At first the IBM folks wanted to talk about licensing Microsoft BASIC, but Gates turned the conversation into an intense discussion about where technology was heading. By the end of a few hours, they were talking about licensing all of the programming languages Microsoft had or could produce, including Fortran and COBOL in addition to BASIC. “We told IBM, ‘Okay, you can have everything we make,’ even though we hadn’t even made it yet,” Gates recalled.92

The IBM team returned a few weeks later. There was one essential piece of software, in addition to these programming languages, that IBM was missing. It needed an operating system, the software program that would serve as the foundation for all of the other programs. An operating system handles the basic instructions that other software uses, including such chores as deciding where data should be stored, how memory and processing resources should be allocated, and how applications software interacts with the computer’s hardware.

Microsoft did not yet make an operating system.
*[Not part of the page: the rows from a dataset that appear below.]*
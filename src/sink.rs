use http::header::{HeaderMap, HeaderName, HeaderValue};
use indexmap::IndexMap;
use tracing::warn;

/// Headers recorded by the [`Headers`] sink, in the order they were set.
pub type Headers = IndexMap<String, String>;

/// Write-only destination for response headers.
///
/// Setting a name that is already present replaces its value; CORS response
/// headers are single-valued.
pub trait ResponseSink {
    fn set_header(&mut self, name: &'static str, value: &str);
}

impl<T: ResponseSink + ?Sized> ResponseSink for &mut T {
    fn set_header(&mut self, name: &'static str, value: &str) {
        (**self).set_header(name, value);
    }
}

impl ResponseSink for Headers {
    fn set_header(&mut self, name: &'static str, value: &str) {
        if let Some(index) = self
            .keys()
            .position(|existing| existing.eq_ignore_ascii_case(name))
        {
            if let Some((_, slot)) = self.get_index_mut(index) {
                *slot = value.to_string();
            }
            return;
        }
        self.insert(name.to_string(), value.to_string());
    }
}

impl ResponseSink for HeaderMap {
    fn set_header(&mut self, name: &'static str, value: &str) {
        let header_name = match HeaderName::from_bytes(name.as_bytes()) {
            Ok(header_name) => header_name,
            Err(err) => {
                warn!(header = name, error = %err, "dropping CORS header with an invalid name");
                return;
            }
        };
        match HeaderValue::from_str(value) {
            Ok(header_value) => {
                self.insert(header_name, header_value);
            }
            Err(err) => {
                warn!(header = name, error = %err, "dropping CORS header with an invalid value");
            }
        }
    }
}

#[cfg(test)]
#[path = "sink_test.rs"]
mod sink_test;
It was instead working with one called CP/M (for Control Program for Microcomputers) that was owned by Gary Kildall, a childhood friend of Gates who had recently moved to Monterey, California. So with Sams sitting in his office, Gates picked up the phone and called Kildall. “I’m sending some guys down,” he said, describing what the IBM executives were seeking. “Treat them right, they’re important guys.”93

Kildall didn’t. Gates later referred to it as “the day Gary decided to go flying.” Instead of meeting the IBM visitors, Kildall chose to pilot his private plane, as he loved to do, and keep a previously scheduled appointment in San Francisco. He left it to his wife to meet with the four dark-suited men of the IBM team in the quirky Victorian house that served as Kildall’s company headquarters. When they presented her with a long nondisclosure agreement, she refused to sign it. After much haggling, the IBM folks walked out in disgust. “We popped out our letter that said please don’t tell anybody we’re here, and we don’t want to hear anything confidential, and she read it and said I can’t sign this,” Sams recalled. “We spent the whole day in Pacific Grove debating with them and with our attorneys and her attorneys and everybody else about whether or not she could even talk to us about talking to us, and then we left.” Kildall’s little company had just blown its chance to become the dominant player in computer software.94

Sams flew back to Seattle to see Gates and asked him to figure out another way to conjure up an operating system. Fortunately, Paul Allen knew someone in Seattle who could help: Tim Paterson, who worked for a small firm called Seattle Computer Products. A few months earlier Paterson had become frustrated that Kildall’s CP/M was not available for Intel’s newest microprocessors, so he adapted it into an operating system that he dubbed QDOS, for Quick and Dirty Operating System.95

By then Gates had come to the realization that one operating system, most likely the one chosen by IBM, would end up being the standard operating system that most personal computers would use. He also figured out that whoever owned that operating system would be in the catbird seat. So instead of sending the IBM folks to see Paterson, Gates and his team said that they would handle things on their own. Ballmer later recalled, “We just told IBM, ‘Look, we’ll go and get this operating system from this small local company, we’ll take care of it, we’ll fix it up.’?”